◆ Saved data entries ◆
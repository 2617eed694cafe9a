//! `GITDROP_*` environment variable fallbacks.
//!
//! Environment variables fill fields that no config file set. A value from
//! any file layer wins over the environment; only embedded defaults yield.

use std::collections::HashMap;
use std::hash::BuildHasher;

use tracing::debug;

use crate::merge::{ConfigLayer, FieldSources};

struct EnvMapping {
    var_name: &'static str,
    field_path: &'static str,
    kind: ValueKind,
}

#[derive(Clone, Copy)]
enum ValueKind {
    String,
    Integer,
}

const ENV_MAPPINGS: &[EnvMapping] = &[
    EnvMapping {
        var_name: "GITDROP_LOG_LEVEL",
        field_path: "logging.level",
        kind: ValueKind::String,
    },
    EnvMapping {
        var_name: "GITDROP_LOG_FORMAT",
        field_path: "logging.format",
        kind: ValueKind::String,
    },
    EnvMapping {
        var_name: "GITDROP_DEFAULT_BRANCH",
        field_path: "upload.default_branch",
        kind: ValueKind::String,
    },
    EnvMapping {
        var_name: "GITDROP_AUTHOR_NAME",
        field_path: "upload.author_name",
        kind: ValueKind::String,
    },
    EnvMapping {
        var_name: "GITDROP_AUTHOR_EMAIL",
        field_path: "upload.author_email",
        kind: ValueKind::String,
    },
    EnvMapping {
        var_name: "GITDROP_GIT_BINARY",
        field_path: "git.binary",
        kind: ValueKind::String,
    },
    EnvMapping {
        var_name: "GITDROP_NETWORK_TIMEOUT_SECS",
        field_path: "git.network_timeout_secs",
        kind: ValueKind::Integer,
    },
];

/// Names of all recognized environment variables.
pub fn env_var_names() -> impl Iterator<Item = &'static str> {
    ENV_MAPPINGS.iter().map(|m| m.var_name)
}

/// Apply environment fallbacks to fields no config file set.
///
/// Returns the number of variables applied. A value that does not parse as
/// the field's type is inserted as a string and rejected later when the
/// merged tree is deserialized.
pub fn apply_env_fallbacks<S: BuildHasher>(
    merged: &mut toml::Value,
    sources: &mut FieldSources,
    env_vars: &HashMap<String, String, S>,
) -> usize {
    let mut count: usize = 0;

    for mapping in ENV_MAPPINGS {
        let set_by_file = sources
            .get(mapping.field_path)
            .is_some_and(|layer| *layer != ConfigLayer::Defaults);
        if set_by_file {
            continue;
        }
        let Some(raw) = env_vars.get(mapping.var_name) else {
            continue;
        };

        debug!(
            var = mapping.var_name,
            field = mapping.field_path,
            "applying env var fallback"
        );
        set_field(merged, mapping.field_path, coerce(mapping.kind, raw));
        sources.insert(mapping.field_path.to_owned(), ConfigLayer::Environment);
        count = count.saturating_add(1);
    }

    count
}

fn coerce(kind: ValueKind, raw: &str) -> toml::Value {
    match kind {
        ValueKind::Integer => raw
            .trim()
            .parse::<i64>()
            .map_or_else(|_| toml::Value::String(raw.to_owned()), toml::Value::Integer),
        ValueKind::String => toml::Value::String(raw.to_owned()),
    }
}

/// Set a dotted path, creating intermediate tables.
fn set_field(root: &mut toml::Value, path: &str, value: toml::Value) {
    let mut segments: Vec<&str> = path.split('.').collect();
    let Some(leaf) = segments.pop() else {
        return;
    };

    let mut current = root;
    for segment in segments {
        let Some(table) = current.as_table_mut() else {
            return;
        };
        current = table
            .entry(segment)
            .or_insert_with(|| toml::Value::Table(toml::map::Map::new()));
    }

    if let Some(table) = current.as_table_mut() {
        table.insert(leaf.to_owned(), value);
    }
}

/// Snapshot of the process environment.
#[must_use]
pub fn collect_env_vars() -> HashMap<String, String> {
    std::env::vars().collect()
}

#[cfg(test)]
mod tests {
    use super::*;
    use crate::merge::record_leaves;

    fn make_env(pairs: &[(&str, &str)]) -> HashMap<String, String> {
        pairs
            .iter()
            .map(|(k, v)| ((*k).to_owned(), (*v).to_owned()))
            .collect()
    }

    fn defaults() -> (toml::Value, FieldSources) {
        let val: toml::Value =
            toml::from_str("[logging]\nlevel = \"info\"\n[git]\nnetwork_timeout_secs = 300\n")
                .unwrap();
        let mut sources = FieldSources::new();
        record_leaves(&val, "", &ConfigLayer::Defaults, &mut sources);
        (val, sources)
    }

    #[test]
    fn env_overrides_defaults() {
        let (mut val, mut sources) = defaults();
        let env = make_env(&[("GITDROP_LOG_LEVEL", "debug")]);

        let count = apply_env_fallbacks(&mut val, &mut sources, &env);

        assert_eq!(count, 1);
        assert_eq!(val["logging"]["level"].as_str(), Some("debug"));
        assert_eq!(
            sources.get("logging.level"),
            Some(&ConfigLayer::Environment)
        );
    }

    #[test]
    fn file_values_win_over_env() {
        let (mut val, mut sources) = defaults();
        sources.insert("logging.level".into(), ConfigLayer::User);
        let env = make_env(&[("GITDROP_LOG_LEVEL", "trace")]);

        assert_eq!(apply_env_fallbacks(&mut val, &mut sources, &env), 0);
        assert_eq!(val["logging"]["level"].as_str(), Some("info"));
    }

    #[test]
    fn integers_are_coerced() {
        let (mut val, mut sources) = defaults();
        let env = make_env(&[("GITDROP_NETWORK_TIMEOUT_SECS", " 60 ")]);
        apply_env_fallbacks(&mut val, &mut sources, &env);
        assert_eq!(val["git"]["network_timeout_secs"].as_integer(), Some(60));
    }

    #[test]
    fn missing_sections_are_created() {
        let (mut val, mut sources) = defaults();
        let env = make_env(&[("GITDROP_AUTHOR_NAME", "Release Bot")]);
        apply_env_fallbacks(&mut val, &mut sources, &env);
        assert_eq!(val["upload"]["author_name"].as_str(), Some("Release Bot"));
    }

    #[test]
    fn unrelated_vars_are_ignored() {
        let (mut val, mut sources) = defaults();
        let env = make_env(&[("GITDROP_TOKEN", "secret"), ("HOME", "/root")]);
        assert_eq!(apply_env_fallbacks(&mut val, &mut sources, &env), 0);
    }

    #[test]
    fn names_are_listed() {
        assert!(env_var_names().any(|n| n == "GITDROP_GIT_BINARY"));
    }
}
//! CLI commands.

pub(crate) mod config;
pub(crate) mod provider;
pub(crate) mod upload;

◆ Directions ◆
Above are the entries. Copy exactly the part that opens with the line containing "fn coerce(kind: ValueKind, raw: &str)" and closes with the line containing "#[cfg(test)]", and no more.

◆ Written answer ◆
fn coerce(kind: ValueKind, raw: &str) -> toml::Value {
    match kind {
        ValueKind::Integer => raw
            .trim()
            .parse::<i64>()
            .map_or_else(|_| toml::Value::String(raw.to_owned()), toml::Value::Integer),
        ValueKind::String => toml::Value::String(raw.to_owned()),
    }
}

/// Set a dotted path, creating intermediate tables.
fn set_field(root: &mut toml::Value, path: &str, value: toml::Value) {
    let mut segments: Vec<&str> = path.split('.').collect();
    let Some(leaf) = segments.pop() else {
        return;
    };

    let mut current = root;
    for segment in segments {
        let Some(table) = current.as_table_mut() else {
            return;
        };
        current = table
            .entry(segment)
            .or_insert_with(|| toml::Value::Table(toml::map::Map::new()));
    }

    if let Some(table) = current.as_table_mut() {
        table.insert(leaf.to_owned(), value);
    }
}

/// Snapshot of the process environment.
#[must_use]
pub fn collect_env_vars() -> HashMap<String, String> {
    std::env::vars().collect()
}

#[cfg(test)]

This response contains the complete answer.